*What you will do*. How many lines in the data hold the string "bump"? State the number alone.

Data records
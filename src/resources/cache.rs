//! Name-keyed texture cache.
//!
//! Entries added while the cache is preloading hold their texture strongly
//! and stay until removed. All other entries hold a weak reference and vanish
//! once the last outside owner drops the texture. Dead weak entries are pruned
//! lazily on lookup and insertion, or explicitly with [`TextureCache::prune`].

use std::collections::HashMap;
use std::sync::{Arc, Weak};

use parking_lot::Mutex;

use crate::error::{TextureError, TextureResult};
use crate::resources::texture::{same_texture, Texture, TextureClass};

/// How a cache entry holds its texture.
#[derive(Debug, Clone, Copy, PartialEq, Eq, Hash)]
pub enum CacheRetention {
    /// Pinned until explicitly removed.
    Strong,
    /// Dropped with the last outside owner.
    Weak,
}

enum CacheEntry {
    Strong(Arc<dyn Texture>),
    Weak(Weak<dyn Texture>),
}

impl CacheEntry {
    fn upgrade(&self) -> Option<Arc<dyn Texture>> {
        match self {
            CacheEntry::Strong(texture) => Some(Arc::clone(texture)),
            CacheEntry::Weak(texture) => texture.upgrade(),
        }
    }

    fn is_alive(&self) -> bool {
        match self {
            CacheEntry::Strong(_) => true,
            CacheEntry::Weak(texture) => texture.strong_count() > 0,
        }
    }

    fn retention(&self) -> CacheRetention {
        match self {
            CacheEntry::Strong(_) => CacheRetention::Strong,
            CacheEntry::Weak(_) => CacheRetention::Weak,
        }
    }
}

#[derive(Default)]
struct CacheInner {
    entries: HashMap<String, CacheEntry>,
    is_preloading: bool,
}

impl CacheInner {
    fn prune(&mut self) -> usize {
        let before = self.entries.len();
        self.entries.retain(|name, entry| {
            let alive = entry.is_alive();
            if !alive {
                log::debug!("Pruning released texture '{}' from cache", name);
            }
            alive
        });
        before - self.entries.len()
    }
}

/// Cache of textures by name.
#[derive(Default)]
pub struct TextureCache {
    inner: Mutex<CacheInner>,
}

impl TextureCache {
    pub fn new() -> Self {
        Self::default()
    }

    /// Whether textures added from now on are pinned in the cache.
    pub fn is_preloading(&self) -> bool {
        self.inner.lock().is_preloading
    }

    pub fn set_preloading(&self, preloading: bool) {
        self.inner.lock().is_preloading = preloading;
    }

    /// Add a texture under its name.
    ///
    /// Fails if a different live texture already has that name; adding the
    /// same texture again changes nothing.
    pub fn add_texture(&self, texture: &Arc<dyn Texture>) -> TextureResult<()> {
        let name = texture.name().ok_or(TextureError::Unnamed)?;
        let mut inner = self.inner.lock();
        if let Some(existing) = inner.entries.get(&name).and_then(CacheEntry::upgrade) {
            if same_texture(&existing, texture) {
                return Ok(());
            }
            log::error!(
                "Texture cache already contains a different texture named '{}'",
                name
            );
            return Err(TextureError::DuplicateName(name));
        }

        let entry = if inner.is_preloading {
            CacheEntry::Strong(Arc::clone(texture))
        } else {
            CacheEntry::Weak(Arc::downgrade(texture))
        };
        log::debug!("Caching texture '{}' ({:?})", name, entry.retention());
        inner.entries.insert(name, entry);
        Ok(())
    }

    /// Look up a texture by name. Never loads anything.
    pub fn get_named(&self, name: &str) -> Option<Arc<dyn Texture>> {
        let mut inner = self.inner.lock();
        let entry = inner.entries.get(name)?;
        match entry.upgrade() {
            Some(texture) => Some(texture),
            None => {
                log::debug!("Pruning released texture '{}' from cache", name);
                inner.entries.remove(name);
                None
            }
        }
    }

    pub fn contains(&self, name: &str) -> bool {
        self.get_named(name).is_some()
    }

    /// Retention of the live entry under `name`.
    pub fn retention(&self, name: &str) -> Option<CacheRetention> {
        let inner = self.inner.lock();
        inner
            .entries
            .get(name)
            .filter(|entry| entry.is_alive())
            .map(CacheEntry::retention)
    }

    /// Remove the entry for `texture`, if it is the texture cached under its name.
    pub fn remove_texture(&self, texture: &Arc<dyn Texture>) {
        let Some(name) = texture.name() else {
            return;
        };
        let removed = {
            let mut inner = self.inner.lock();
            let is_same = inner
                .entries
                .get(&name)
                .and_then(CacheEntry::upgrade)
                .is_some_and(|cached| same_texture(&cached, texture));
            if is_same {
                inner.entries.remove(&name)
            } else {
                None
            }
        };
        if removed.is_none() {
            log::warn!("Texture '{}' is not in the cache", name);
        }
    }

    /// Remove the entry under `name`, returning its texture if still alive.
    pub fn remove_named(&self, name: &str) -> Option<Arc<dyn Texture>> {
        let removed = self.inner.lock().entries.remove(name);
        match removed {
            Some(entry) => entry.upgrade(),
            None => {
                log::warn!("Texture '{}' is not in the cache", name);
                None
            }
        }
    }

    /// Remove every entry, or only those of one texture class.
    pub fn remove_all(&self, class: Option<TextureClass>) {
        let removed: Vec<CacheEntry> = {
            let mut inner = self.inner.lock();
            match class {
                None => inner.entries.drain().map(|(_, entry)| entry).collect(),
                Some(class) => {
                    let names: Vec<String> = inner
                        .entries
                        .iter()
                        .filter(|(_, entry)| {
                            entry.upgrade().map_or(true, |t| t.class() == class)
                        })
                        .map(|(name, _)| name.clone())
                        .collect();
                    names
                        .iter()
                        .filter_map(|name| inner.entries.remove(name))
                        .collect()
                }
            }
        };
        log::debug!("Removed {} textures from cache", removed.len());
    }

    /// Drop entries whose texture has been released. Returns how many went.
    pub fn prune(&self) -> usize {
        self.inner.lock().prune()
    }

    /// Number of live entries.
    pub fn len(&self) -> usize {
        let inner = self.inner.lock();
        inner.entries.values().filter(|entry| entry.is_alive()).count()
    }

    pub fn is_empty(&self) -> bool {
        self.len() == 0
    }

    /// One line per live entry, sorted by name.
    pub fn description(&self) -> String {
        let inner = self.inner.lock();
        let mut lines: Vec<String> = inner
            .entries
            .iter()
            .filter_map(|(name, entry)| {
                let texture = entry.upgrade()?;
                let size = texture.size();
                Some(format!(
                    "{} ({:?} {}x{}, {:?})",
                    name,
                    texture.class(),
                    size.width,
                    size.height,
                    entry.retention()
                ))
            })
            .collect();
        lines.sort();
        lines.join("\n")
    }
}

impl std::fmt::Debug for TextureCache {
    fn fmt(&self, f: &mut std::fmt::Formatter<'_>) -> std::fmt::Result {
        let inner = self.inner.lock();
        f.debug_struct("TextureCache")
            .field("entries", &inner.entries.len())
            .field("is_preloading", &inner.is_preloading)
            .finish()
    }
}

static_assertions::assert_impl_all!(TextureCache: Send, Sync);

#[cfg(test)]
mod tests {
    use super::*;
    use crate::backend::{share_backend, DummyBackend, IntSize, PixelFormat, PixelType};
    use crate::config::TextureConfig;
    use crate::resources::{Texture2D, TextureCube, TextureUnitTexture};

    fn named_2d(name: &str) -> Arc<dyn Texture> {
        let texture = Texture2D::with_size(
            share_backend(DummyBackend::new()),
            &TextureConfig::default(),
            IntSize::square(4),
            PixelFormat::Rgba,
            PixelType::UnsignedByte,
        )
        .unwrap();
        texture.set_name(Some(name.to_string()));
        Arc::new(texture)
    }

    fn named_cube(name: &str) -> Arc<dyn Texture> {
        let texture = TextureCube::new(share_backend(DummyBackend::new()), &TextureConfig::default());
        texture.set_name(Some(name.to_string()));
        Arc::new(texture)
    }

    #[test]
    fn test_duplicate_name_keeps_existing() {
        let cache = TextureCache::new();
        let first = named_2d("stone.png");
        let second = named_2d("stone.png");
        cache.add_texture(&first).unwrap();
        cache.add_texture(&first).unwrap();

        assert_eq!(
            cache.add_texture(&second),
            Err(TextureError::DuplicateName("stone.png".to_string()))
        );
        let cached = cache.get_named("stone.png").unwrap();
        assert!(same_texture(&cached, &first));
    }

    #[test]
    fn test_unnamed_texture_is_rejected() {
        let cache = TextureCache::new();
        let texture: Arc<dyn Texture> = Arc::new(Texture2D::new(
            share_backend(DummyBackend::new()),
            &TextureConfig::default(),
        ));
        assert_eq!(cache.add_texture(&texture), Err(TextureError::Unnamed));
    }

    #[test]
    fn test_weak_entry_disappears_with_owner() {
        let cache = TextureCache::new();
        let texture = named_2d("weak.png");
        cache.add_texture(&texture).unwrap();
        assert_eq!(cache.retention("weak.png"), Some(CacheRetention::Weak));
        assert_eq!(cache.len(), 1);

        drop(texture);
        assert_eq!(cache.len(), 0);
        assert!(cache.get_named("weak.png").is_none());
        assert_eq!(cache.prune(), 0);
    }

    #[test]
    fn test_preloaded_entry_is_pinned() {
        let cache = TextureCache::new();
        cache.set_preloading(true);
        let texture = named_2d("pinned.png");
        cache.add_texture(&texture).unwrap();
        cache.set_preloading(false);
        drop(texture);

        assert!(cache.get_named("pinned.png").is_some());
        assert_eq!(cache.retention("pinned.png"), Some(CacheRetention::Strong));
        assert!(cache.remove_named("pinned.png").is_some());
        assert!(cache.is_empty());
    }

    #[test]
    fn test_dead_entry_can_be_replaced() {
        let cache = TextureCache::new();
        let old = named_2d("reused.png");
        cache.add_texture(&old).unwrap();
        drop(old);
        let new = named_2d("reused.png");
        cache.add_texture(&new).unwrap();
        assert!(same_texture(&cache.get_named("reused.png").unwrap(), &new));
    }

    #[test]
    fn test_remove_texture_checks_identity() {
        let cache = TextureCache::new();
        let cached = named_2d("a.png");
        let impostor = named_2d("a.png");
        cache.add_texture(&cached).unwrap();

        cache.remove_texture(&impostor);
        assert!(cache.contains("a.png"));
        cache.remove_texture(&cached);
        assert!(!cache.contains("a.png"));
    }

    #[test]
    fn test_remove_all_by_class() {
        let cache = TextureCache::new();
        cache.set_preloading(true);
        let flat = named_2d("flat.png");
        let sky = named_cube("sky.png");
        let decorated: Arc<dyn Texture> = Arc::new(TextureUnitTexture::new(named_2d("bump.png")));
        for texture in [&flat, &sky, &decorated] {
            cache.add_texture(texture).unwrap();
        }

        cache.remove_all(Some(TextureClass::TextureCube));
        assert!(!cache.contains("sky.png"));
        assert_eq!(cache.len(), 2);

        cache.remove_all(Some(TextureClass::TextureUnit));
        assert!(!cache.contains("bump.png"));
        assert!(cache.contains("flat.png"));

        cache.remove_all(None);
        assert!(cache.is_empty());
    }

    #[test]
    fn test_description_lists_entries() {
        let cache = TextureCache::new();
        let b = named_2d("b.png");
        cache.set_preloading(true);
        let a = named_2d("a.png");
        cache.add_texture(&b).unwrap();
        cache.set_preloading(false);
        cache.add_texture(&a).unwrap();
        assert_eq!(
            cache.description(),
            "a.png (Texture2D 4x4, Weak)\nb.png (Texture2D 4x4, Strong)"
        );
    }
}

*Finished exercise*. 2